Work required
Read through the lines below for the string "attached" and copy each one that has it.

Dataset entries
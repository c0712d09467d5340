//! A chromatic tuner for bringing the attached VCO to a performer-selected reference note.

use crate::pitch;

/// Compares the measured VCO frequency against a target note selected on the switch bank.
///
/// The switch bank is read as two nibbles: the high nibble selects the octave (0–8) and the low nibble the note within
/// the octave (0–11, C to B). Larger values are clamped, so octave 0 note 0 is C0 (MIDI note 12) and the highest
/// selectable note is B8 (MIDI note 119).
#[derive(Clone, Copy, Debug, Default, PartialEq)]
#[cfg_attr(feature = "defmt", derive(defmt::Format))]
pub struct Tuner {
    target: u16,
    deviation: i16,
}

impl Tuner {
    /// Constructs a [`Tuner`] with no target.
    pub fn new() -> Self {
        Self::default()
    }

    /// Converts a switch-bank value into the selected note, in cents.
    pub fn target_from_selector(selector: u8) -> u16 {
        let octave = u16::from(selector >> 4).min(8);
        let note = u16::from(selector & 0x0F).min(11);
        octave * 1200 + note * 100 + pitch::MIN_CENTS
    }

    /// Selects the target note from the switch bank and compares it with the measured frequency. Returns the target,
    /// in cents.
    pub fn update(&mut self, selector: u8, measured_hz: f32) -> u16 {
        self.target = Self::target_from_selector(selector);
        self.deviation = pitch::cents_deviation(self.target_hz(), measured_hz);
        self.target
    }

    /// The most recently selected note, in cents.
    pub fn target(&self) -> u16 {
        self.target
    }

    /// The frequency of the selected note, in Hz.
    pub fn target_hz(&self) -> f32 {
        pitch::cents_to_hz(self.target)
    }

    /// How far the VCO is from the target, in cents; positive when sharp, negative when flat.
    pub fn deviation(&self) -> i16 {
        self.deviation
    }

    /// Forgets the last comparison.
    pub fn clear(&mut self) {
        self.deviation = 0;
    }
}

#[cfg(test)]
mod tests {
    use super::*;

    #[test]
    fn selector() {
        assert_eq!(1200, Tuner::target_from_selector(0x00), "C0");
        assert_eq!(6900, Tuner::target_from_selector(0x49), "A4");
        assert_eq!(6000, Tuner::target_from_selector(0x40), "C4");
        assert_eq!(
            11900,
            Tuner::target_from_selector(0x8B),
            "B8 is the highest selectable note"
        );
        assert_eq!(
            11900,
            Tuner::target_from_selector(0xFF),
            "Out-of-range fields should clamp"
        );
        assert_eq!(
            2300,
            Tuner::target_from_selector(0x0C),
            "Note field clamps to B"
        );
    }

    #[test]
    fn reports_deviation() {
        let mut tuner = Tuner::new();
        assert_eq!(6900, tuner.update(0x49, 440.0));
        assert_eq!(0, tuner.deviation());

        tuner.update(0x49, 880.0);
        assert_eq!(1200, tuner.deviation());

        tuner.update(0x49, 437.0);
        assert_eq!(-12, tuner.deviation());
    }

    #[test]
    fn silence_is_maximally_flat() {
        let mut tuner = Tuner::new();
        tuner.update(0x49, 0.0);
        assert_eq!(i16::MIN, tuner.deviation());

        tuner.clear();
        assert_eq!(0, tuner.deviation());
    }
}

...

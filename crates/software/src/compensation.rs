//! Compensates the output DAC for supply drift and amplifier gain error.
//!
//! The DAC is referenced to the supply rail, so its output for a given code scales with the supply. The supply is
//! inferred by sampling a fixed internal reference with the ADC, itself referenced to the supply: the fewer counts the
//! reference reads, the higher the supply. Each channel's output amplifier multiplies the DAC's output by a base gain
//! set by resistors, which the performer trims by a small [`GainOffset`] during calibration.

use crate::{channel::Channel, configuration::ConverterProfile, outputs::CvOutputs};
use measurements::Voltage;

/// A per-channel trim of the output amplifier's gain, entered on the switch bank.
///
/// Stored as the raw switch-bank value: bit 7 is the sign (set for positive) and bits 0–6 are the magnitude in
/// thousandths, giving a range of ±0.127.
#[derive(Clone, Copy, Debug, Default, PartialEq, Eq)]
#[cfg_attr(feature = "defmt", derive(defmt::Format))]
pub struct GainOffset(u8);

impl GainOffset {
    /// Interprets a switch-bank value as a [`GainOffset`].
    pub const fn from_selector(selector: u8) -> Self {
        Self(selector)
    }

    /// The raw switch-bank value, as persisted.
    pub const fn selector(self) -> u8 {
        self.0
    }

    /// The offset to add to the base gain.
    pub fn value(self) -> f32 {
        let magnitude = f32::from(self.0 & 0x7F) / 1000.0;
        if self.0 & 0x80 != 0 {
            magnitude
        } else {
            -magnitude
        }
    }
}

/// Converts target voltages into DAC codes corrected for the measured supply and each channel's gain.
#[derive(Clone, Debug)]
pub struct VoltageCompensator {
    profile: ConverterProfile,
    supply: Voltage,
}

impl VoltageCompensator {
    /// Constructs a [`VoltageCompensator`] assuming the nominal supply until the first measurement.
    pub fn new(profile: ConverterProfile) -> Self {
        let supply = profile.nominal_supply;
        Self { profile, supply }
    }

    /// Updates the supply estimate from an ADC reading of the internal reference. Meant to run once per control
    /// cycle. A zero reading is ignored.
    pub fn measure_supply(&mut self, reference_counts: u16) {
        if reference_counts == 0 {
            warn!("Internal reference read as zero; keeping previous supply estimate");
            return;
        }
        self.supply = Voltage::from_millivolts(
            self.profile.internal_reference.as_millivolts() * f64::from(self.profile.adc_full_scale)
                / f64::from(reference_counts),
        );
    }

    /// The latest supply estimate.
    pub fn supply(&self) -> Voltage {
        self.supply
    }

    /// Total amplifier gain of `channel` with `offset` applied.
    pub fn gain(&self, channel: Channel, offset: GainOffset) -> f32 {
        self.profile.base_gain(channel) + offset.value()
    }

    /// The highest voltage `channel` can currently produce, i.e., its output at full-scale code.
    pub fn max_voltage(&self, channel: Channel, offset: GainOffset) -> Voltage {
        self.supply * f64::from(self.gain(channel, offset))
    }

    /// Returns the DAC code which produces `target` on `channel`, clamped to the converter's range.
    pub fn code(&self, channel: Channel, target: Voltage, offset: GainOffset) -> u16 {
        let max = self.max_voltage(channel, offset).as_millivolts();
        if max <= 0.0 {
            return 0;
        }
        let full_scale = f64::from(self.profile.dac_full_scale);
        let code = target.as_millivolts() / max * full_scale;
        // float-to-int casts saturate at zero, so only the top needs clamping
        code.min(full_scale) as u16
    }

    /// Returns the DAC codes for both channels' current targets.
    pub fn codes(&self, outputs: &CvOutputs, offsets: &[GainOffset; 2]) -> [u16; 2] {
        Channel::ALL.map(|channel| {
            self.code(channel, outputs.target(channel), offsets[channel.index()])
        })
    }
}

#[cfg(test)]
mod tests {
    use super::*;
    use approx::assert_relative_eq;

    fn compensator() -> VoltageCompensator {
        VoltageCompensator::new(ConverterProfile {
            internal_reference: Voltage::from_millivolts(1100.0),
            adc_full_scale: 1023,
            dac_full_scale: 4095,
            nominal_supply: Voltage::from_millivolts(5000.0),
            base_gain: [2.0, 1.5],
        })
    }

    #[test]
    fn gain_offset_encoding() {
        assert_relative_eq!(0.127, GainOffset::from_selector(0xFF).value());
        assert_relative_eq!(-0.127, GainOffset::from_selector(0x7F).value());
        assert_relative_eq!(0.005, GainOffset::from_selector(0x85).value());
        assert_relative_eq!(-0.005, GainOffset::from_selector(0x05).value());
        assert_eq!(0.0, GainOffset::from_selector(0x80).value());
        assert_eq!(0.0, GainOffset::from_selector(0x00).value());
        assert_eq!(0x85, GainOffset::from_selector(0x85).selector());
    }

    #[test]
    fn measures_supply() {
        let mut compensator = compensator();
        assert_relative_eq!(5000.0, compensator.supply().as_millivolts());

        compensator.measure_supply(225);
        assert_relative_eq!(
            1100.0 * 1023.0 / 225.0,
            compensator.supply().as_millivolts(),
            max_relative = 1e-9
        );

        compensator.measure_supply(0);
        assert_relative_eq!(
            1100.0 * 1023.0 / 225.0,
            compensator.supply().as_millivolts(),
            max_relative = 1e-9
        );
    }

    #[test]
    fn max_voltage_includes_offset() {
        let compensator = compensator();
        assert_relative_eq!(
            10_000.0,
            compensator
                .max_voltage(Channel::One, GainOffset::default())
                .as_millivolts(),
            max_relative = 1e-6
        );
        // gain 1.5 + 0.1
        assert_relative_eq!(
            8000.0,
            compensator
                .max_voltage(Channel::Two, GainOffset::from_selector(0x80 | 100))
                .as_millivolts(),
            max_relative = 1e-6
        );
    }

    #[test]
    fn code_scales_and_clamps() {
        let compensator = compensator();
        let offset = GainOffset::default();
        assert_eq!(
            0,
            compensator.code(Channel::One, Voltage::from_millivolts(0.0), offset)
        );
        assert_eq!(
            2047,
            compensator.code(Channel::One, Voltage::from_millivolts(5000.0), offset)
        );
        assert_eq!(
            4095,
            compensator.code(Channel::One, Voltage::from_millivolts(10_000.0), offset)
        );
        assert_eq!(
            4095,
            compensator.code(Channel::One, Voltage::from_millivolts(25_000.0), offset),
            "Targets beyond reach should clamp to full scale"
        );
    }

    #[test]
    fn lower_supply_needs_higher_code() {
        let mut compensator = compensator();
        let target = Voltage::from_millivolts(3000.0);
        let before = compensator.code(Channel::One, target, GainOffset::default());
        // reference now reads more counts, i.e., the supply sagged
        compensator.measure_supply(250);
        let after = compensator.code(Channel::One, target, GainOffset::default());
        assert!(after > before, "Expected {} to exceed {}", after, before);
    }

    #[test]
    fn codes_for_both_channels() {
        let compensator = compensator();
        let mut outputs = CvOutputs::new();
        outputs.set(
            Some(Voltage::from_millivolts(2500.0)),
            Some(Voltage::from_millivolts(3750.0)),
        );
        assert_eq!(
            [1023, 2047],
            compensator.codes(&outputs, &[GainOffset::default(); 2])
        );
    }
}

* * *

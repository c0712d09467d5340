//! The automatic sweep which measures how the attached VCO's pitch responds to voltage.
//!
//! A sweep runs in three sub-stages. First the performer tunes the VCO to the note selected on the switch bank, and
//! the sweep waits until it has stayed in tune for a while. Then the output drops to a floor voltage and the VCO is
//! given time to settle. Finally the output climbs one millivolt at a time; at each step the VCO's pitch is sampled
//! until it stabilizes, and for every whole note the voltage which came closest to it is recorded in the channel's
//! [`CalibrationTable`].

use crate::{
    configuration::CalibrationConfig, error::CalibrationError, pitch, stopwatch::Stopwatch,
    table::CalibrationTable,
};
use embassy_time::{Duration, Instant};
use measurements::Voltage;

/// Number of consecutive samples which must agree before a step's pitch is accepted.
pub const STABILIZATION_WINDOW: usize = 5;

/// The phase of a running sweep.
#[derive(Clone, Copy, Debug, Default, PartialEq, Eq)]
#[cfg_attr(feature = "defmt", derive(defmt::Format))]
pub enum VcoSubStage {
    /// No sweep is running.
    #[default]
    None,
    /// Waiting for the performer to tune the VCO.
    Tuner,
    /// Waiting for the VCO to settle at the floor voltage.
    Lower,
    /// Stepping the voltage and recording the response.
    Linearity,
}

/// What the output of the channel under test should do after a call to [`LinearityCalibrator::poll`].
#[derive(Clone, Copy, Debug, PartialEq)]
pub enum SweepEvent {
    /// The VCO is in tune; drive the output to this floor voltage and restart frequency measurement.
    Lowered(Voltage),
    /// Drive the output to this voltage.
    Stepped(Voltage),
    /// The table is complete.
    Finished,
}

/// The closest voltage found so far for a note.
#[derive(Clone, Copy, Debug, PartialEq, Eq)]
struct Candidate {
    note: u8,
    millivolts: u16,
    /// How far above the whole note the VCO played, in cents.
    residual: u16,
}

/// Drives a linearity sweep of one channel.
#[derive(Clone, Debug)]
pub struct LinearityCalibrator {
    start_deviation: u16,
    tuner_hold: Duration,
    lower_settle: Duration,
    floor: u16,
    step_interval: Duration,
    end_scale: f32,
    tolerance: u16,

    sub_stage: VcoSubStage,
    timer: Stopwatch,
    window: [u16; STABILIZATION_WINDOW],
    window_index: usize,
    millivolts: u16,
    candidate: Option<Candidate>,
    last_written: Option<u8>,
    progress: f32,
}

Answer to this task
//! A chromatic tuner for bringing the attached VCO to a performer-selected reference note.
//! The automatic sweep which measures how the attached VCO's pitch responds to voltage.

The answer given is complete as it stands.